Transfer Pricing And Performance Management Flashcards
What is the key issue of transfer pricing?
Goal congruence
Organizations segment their operations in order to gain effective control. List the types of segments within a organization.
- cost centre
- Revenue centre
- Profit centre
- Investment centre
What is performance evaluation?
Subjective process of judging the quality of performance performed by managers.
What is a revenue centre?
It specializes in the sale and delivery of products or services.
How is a revenue centre evaluated?
It is evaluated on the basis of revenue generated
What is a cost centre?
It produces a product or service. The manager is responsible for costs.
How is a cost centre evaluated?
On the basis of the cost and the long term measures
What is an investment centre and how is it evaluated?
It produces, sell and invest in current and long term assets. They are held responsible for maintaining an adequate ROI. Long term performance is very important in evaluating an investment centre.
What is divisionalisation?
Dividing the organization into different divisions across various product lines. Each division would function independently as a profit or an investment centre under the control of a divisional manager.
What are some issues surrounding transfer pricing?
- The transfer price is a source of income for the transferring division. The higher the price the higher the profit generated by that division
- The transfer price is a cost for the receiving division. They will strive towards the minimization of costs therefore the lower the price paid the higher the profit
- The transfer price that is set must be consistent with the company’s objective of profit maximization
What will complicate the transfer pricing decision?

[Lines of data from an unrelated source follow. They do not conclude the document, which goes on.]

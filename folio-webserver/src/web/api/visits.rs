use super::*;
use std::path::{Path, PathBuf};

fn page_name(page: &Path) -> result::Result<String, ApiError> {
    let segments: Option<Vec<&str>> = page.iter().map(|s| s.to_str()).collect();
    segments
        .map(|s| s.join("/"))
        .ok_or_else(|| usecases::Error::InvalidPage.into())
}

#[get("/visits/<page..>")]
pub fn get_visits(visits: &State<Visits>, page: PathBuf) -> Result<json::VisitCount> {
    let page = page_name(&page)?;
    let count = usecases::get_visits(&*visits.0, &page)?;
    Ok(Json(count.into()))
}

#[post("/visits/<page..>")]
pub fn post_visit(visits: &State<Visits>, page: PathBuf) -> Result<json::VisitCount> {
    let page = page_name(&page)?;
    let count = usecases::count_visit(&*visits.0, &page)?;
    log::debug!("Page '{}' has been visited {} times", count.page, count.count);
    Ok(Json(count.into()))
}
//! Interactive session over a [`Channel`].
//!
//! A session owns the channel and the accumulated output. The dialogue
//! engine and the stream collector both work through it.

mod buffer;

pub use buffer::SessionBuffer;

use log::{debug, trace};

use crate::error::Result;
use crate::transport::Channel;

/// Largest read issued while draining leftovers.
const DRAIN_CHUNK: usize = 16 * 1024;

/// One interactive shell and everything it has printed so far.
pub struct Session<C: Channel> {
    channel: C,
    buffer: SessionBuffer,
    line_terminator: String,
    raw_bytes: u64,
    is_open: bool,
}

impl<C: Channel> Session<C> {
    /// Wrap an open channel.
    pub fn new(channel: C) -> Self {
        Self {
            channel,
            buffer: SessionBuffer::default(),
            line_terminator: "\n".to_string(),
            raw_bytes: 0,
            is_open: true,
        }
    }

    /// Override the line terminator appended by [`send_line`](Self::send_line).
    pub fn with_line_terminator(mut self, terminator: impl Into<String>) -> Self {
        self.line_terminator = terminator.into();
        self
    }

    /// Send `line` followed by the line terminator.
    pub async fn send_line(&mut self, line: &str) -> Result<()> {
        let mut data = Vec::with_capacity(line.len() + self.line_terminator.len());
        data.extend_from_slice(line.as_bytes());
        data.extend_from_slice(self.line_terminator.as_bytes());
        self.channel.send(&data).await
    }

    /// Read one chunk of up to `max_bytes` if the channel has data ready.
    ///
    /// Returns the number of raw bytes appended, 0 when nothing was ready.
    pub async fn read_available(&mut self, max_bytes: usize) -> Result<usize> {
        if !self.channel.data_available().await? {
            return Ok(0);
        }

        let chunk = self.channel.receive(max_bytes).await?;
        self.raw_bytes += chunk.len() as u64;
        self.buffer.extend(&chunk);
        trace!("read {} bytes, buffer now {} bytes", chunk.len(), self.buffer.len());
        Ok(chunk.len())
    }

    /// Read everything already waiting on the channel, then empty the buffer.
    pub async fn discard_pending(&mut self) -> Result<usize> {
        let mut discarded = 0;
        loop {
            let n = self.read_available(DRAIN_CHUNK).await?;
            if n == 0 {
                break;
            }
            discarded += n;
        }
        self.buffer.clear();
        debug!("discarded {} pending bytes", discarded);
        Ok(discarded)
    }

    /// Close the channel. Safe to call on every exit path.
    pub async fn close(&mut self) -> Result<()> {
        if !self.is_open {
            return Ok(());
        }
        self.is_open = false;
        self.channel.close().await
    }

    /// Check if the session has not been closed yet.
    pub fn is_open(&self) -> bool {
        self.is_open
    }

    /// Get a reference to the buffer.
    pub fn buffer(&self) -> &SessionBuffer {
        &self.buffer
    }

    /// Take the buffered text, leaving the buffer empty.
    pub fn take_text(&mut self) -> String {
        self.buffer.take()
    }

    /// Raw bytes received over the lifetime of the session.
    pub fn raw_bytes(&self) -> u64 {
        self.raw_bytes
    }

    /// Get a reference to the underlying channel.
    pub fn channel(&self) -> &C {
        &self.channel
    }
}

- The existence of capacity constraint on the transferring division
- The ability to acquire the product transferred on the open market
What is a transfer price?
A range of prices that ensures that company wide contribution is maximized (best interest of the company as a whole)
What are the three objectives of transfer pricing system?
- The price set must encourage goal congruence
- The transfer pricing system must facilitate measurement of performance
- The division should function autonomously
What is the fundamental of transfer pricing?
In setting transfer pricing, on,y variable costs are fixed and the transfer price set will not have an impact on the amount of fixed costs incurred. Therefore transfer price computations are based in contribution.
What is the minimum transfer price?
Price that is acceptable to the transferring division, and out of a range of acceptable prices, it is the one that would be the best for the company
What is the formula for minimum transfer price?
Minimum transfer price = variable costs -internal savings + opportunity costs
If there is no market in which the transferring department can sell its product, such a division will function as a cost centre, what would be the acceptable transfer price?
The acceptable price will be the variable costs
What is the principle for minimum price for a cost centre with no intermediates market or capacity constraint?
When the transferring division is a cost centre, the minimum acceptable price for the transferring division will be calculated as the variable cost per unit.
However, if an intermediate market exist in which the product being transferred can be sold, and there are not capacity constraints, what would be the minimum acceptable price?
The minimum acceptable acceptable price would be at least coverage of the variable cost of making the product.
The variable cost of a product transferred internally may be lower than the cost of making a product to be sold externally, why?
As a result of savings in packaging and selling cost
When there is a capacity constraint, what would be minimum acceptable price?
Whenever there are production constraints, the transfer price is set as follow:
Variable costs per unit + loss contribution expressed into unit transferred
What are some factors that could affect the maximum transfer price?
- The receiving division’s contribution per unit before acquiring the transferred
- Whether or not the required input can be acquired from the open market. The maximum acceptable price could be limited by the market price.
What is the basic principle for maximum transfer price?
- The division manager of the receiving division will be satisfied with the price quoted by another division as long as he is not generating a lower contribution than before
- The maximum acceptable transfer price is calculated as the indifference point between the position before and after selling the final product
- Whenever the buying division can acquire the same input externally for less, the maximum price calculated per the indifference formula must be limited to the market price of the input
- The maximum transfer price is calculated as the indifference point between the first and second best alternatives
What would be the contribution generated before?
- If the division sells another product on the market, then it will be the contribution generated from the sale of that product on the market
- If the division is new, then any product that it chooses to manufacture should at least yield a contribution. But the maximum point will be where the division adds no value to the company. I.e. generates zero contribution. Fixed costs will have to be covered too.